Мы с Катькой не знали, что в нашем доме живет чудовище. Его нам показал дядя Паша. Летом он приехал в гости к папе и остался жить на чердаке, потому что ему негде было жить.
Дядя Паша был веселый и толстый, небольшого роста, носил черный пиджак, черные брюки и шляпу, которую никогда не снимал. Мама ругала папу из-за дяди Паши, потому что он ей не нравился.
Однажды мы пришли со школы и увидели, что в гостиной сидит дядя Паша и пьет коньяк. Папа был на работе, а мама еще вчера уехала в деревню, к бабушке. Поэтому дядя Паша пил коньяк в гостиной, а не у себя на чердаке.

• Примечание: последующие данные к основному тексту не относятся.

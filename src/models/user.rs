use chrono::{DateTime, Utc};
use serde::{Deserialize, Serialize};
use sqlx::FromRow;
use uuid::Uuid;

/// Database row for the users table. Email uniqueness is enforced by the
/// store (unique index), not by the validation layer.
#[derive(Debug, Clone, PartialEq, Serialize, Deserialize, FromRow)]
#[serde(rename_all = "camelCase")]
pub struct User {
    pub id: Uuid,
    pub email: String,
    pub name: String,
    pub created_at: DateTime<Utc>,
    pub updated_at: DateTime<Utc>,
}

- Здравствуйте, дети, - сказал дядя Паша. – Много двоек получили?
Катька бросила портфель на диван.
- Лично я, - запищала она противно, - двоек никогда не получала! А вот Кольке, - она ткнула в меня пальцем, - сегодня по литературе кол влепили!
- Ай-яй-яй, - покачал головой дядя Паша. – Литературу надо знать, мой мальчик, знать назубок! Литература - вещь полезная!
- Ага, - сказал я, – полезная… Всякие зануды понапридумывали чепухи, а ты сиди ее и учи…
Дядя Паша выпил стопку и внимательно на меня посмотрел.
- Вымысел это не чепуха, мой мальчик, - сказал он. – Вымысел это сконцетри… сконцентир… сконцентрированная реальность! Реальней самой реальности! Тебе за что единицу, э-э-э, влепили?
– А он доклад по повести Гоголя «Вий» не написал, - с готовностью доложила Катька. – Он, видите ли, воздушного змея запускал!
Я презрительно фыркнул.
- Тоже мне, реальность! Ведьма в гробу летает, чудовища из стен лезут. Да разве ж такие чудовища бывают? Поднимите мне веки-и-и, - завыл я, закрыв глаза и протянув вперед руки. Катька захихикала.
- Не бывают, говоришь? – дядя Паша прищурился, с какой-то странной непонятной улыбкой. – А хочешь докажу, что бывают?
Наступила тишина. Катька таращила на дядю Пашу круглые глаза, а я думал, что бы ему такое ответить, чтобы он перестал молоть чепуху.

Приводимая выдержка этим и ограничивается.